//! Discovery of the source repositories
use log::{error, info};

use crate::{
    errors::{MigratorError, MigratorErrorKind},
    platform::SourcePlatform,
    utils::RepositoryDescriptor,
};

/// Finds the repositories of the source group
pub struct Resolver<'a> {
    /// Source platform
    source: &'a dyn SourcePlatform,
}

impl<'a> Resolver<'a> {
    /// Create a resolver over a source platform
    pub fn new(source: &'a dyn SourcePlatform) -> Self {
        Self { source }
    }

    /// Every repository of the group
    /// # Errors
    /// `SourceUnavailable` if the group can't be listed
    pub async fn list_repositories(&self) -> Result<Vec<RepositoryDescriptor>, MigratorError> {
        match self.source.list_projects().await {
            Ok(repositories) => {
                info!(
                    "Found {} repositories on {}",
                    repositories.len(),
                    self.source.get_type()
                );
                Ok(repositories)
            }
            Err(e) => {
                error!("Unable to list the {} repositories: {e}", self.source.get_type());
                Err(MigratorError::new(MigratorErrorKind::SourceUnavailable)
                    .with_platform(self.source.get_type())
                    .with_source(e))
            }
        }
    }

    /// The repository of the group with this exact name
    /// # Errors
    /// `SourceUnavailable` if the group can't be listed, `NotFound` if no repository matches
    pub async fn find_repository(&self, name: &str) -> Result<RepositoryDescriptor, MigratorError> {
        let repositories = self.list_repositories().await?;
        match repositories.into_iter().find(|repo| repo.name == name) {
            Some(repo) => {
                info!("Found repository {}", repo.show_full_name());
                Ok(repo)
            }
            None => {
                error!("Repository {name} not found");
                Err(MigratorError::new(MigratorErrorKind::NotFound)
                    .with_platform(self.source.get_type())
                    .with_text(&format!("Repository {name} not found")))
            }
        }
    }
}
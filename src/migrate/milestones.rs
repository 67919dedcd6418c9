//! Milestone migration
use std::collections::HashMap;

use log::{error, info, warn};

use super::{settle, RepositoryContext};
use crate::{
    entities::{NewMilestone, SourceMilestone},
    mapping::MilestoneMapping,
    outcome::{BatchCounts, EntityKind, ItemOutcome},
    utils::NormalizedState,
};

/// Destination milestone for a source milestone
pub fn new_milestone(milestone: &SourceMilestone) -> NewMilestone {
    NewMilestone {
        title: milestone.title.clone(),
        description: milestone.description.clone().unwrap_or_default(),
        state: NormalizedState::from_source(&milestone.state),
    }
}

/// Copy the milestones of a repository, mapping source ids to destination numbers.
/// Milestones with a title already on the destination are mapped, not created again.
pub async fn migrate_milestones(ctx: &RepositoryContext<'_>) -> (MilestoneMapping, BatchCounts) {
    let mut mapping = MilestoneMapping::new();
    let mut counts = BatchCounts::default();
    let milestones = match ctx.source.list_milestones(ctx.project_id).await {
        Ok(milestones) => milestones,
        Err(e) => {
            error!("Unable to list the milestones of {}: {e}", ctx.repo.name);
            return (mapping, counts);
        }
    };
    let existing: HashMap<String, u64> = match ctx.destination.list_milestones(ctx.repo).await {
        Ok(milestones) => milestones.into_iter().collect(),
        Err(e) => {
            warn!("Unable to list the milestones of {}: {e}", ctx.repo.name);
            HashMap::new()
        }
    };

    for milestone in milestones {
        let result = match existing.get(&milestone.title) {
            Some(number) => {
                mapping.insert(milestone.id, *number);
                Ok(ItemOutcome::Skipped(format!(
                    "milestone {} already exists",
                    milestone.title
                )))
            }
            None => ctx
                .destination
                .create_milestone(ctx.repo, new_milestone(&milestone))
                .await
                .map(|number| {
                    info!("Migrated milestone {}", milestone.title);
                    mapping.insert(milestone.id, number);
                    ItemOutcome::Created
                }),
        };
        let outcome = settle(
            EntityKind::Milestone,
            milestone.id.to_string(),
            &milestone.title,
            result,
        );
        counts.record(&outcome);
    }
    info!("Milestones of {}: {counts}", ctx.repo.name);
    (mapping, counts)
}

- REQUIRED ACTION -
In the material above, please find every line that includes the word "MigratorErrorKind" and copy it.

- RESPONSE FOR THIS EXERCISE -
    errors::{MigratorError, MigratorErrorKind},
                Err(MigratorError::new(MigratorErrorKind::SourceUnavailable)
                Err(MigratorError::new(MigratorErrorKind::NotFound)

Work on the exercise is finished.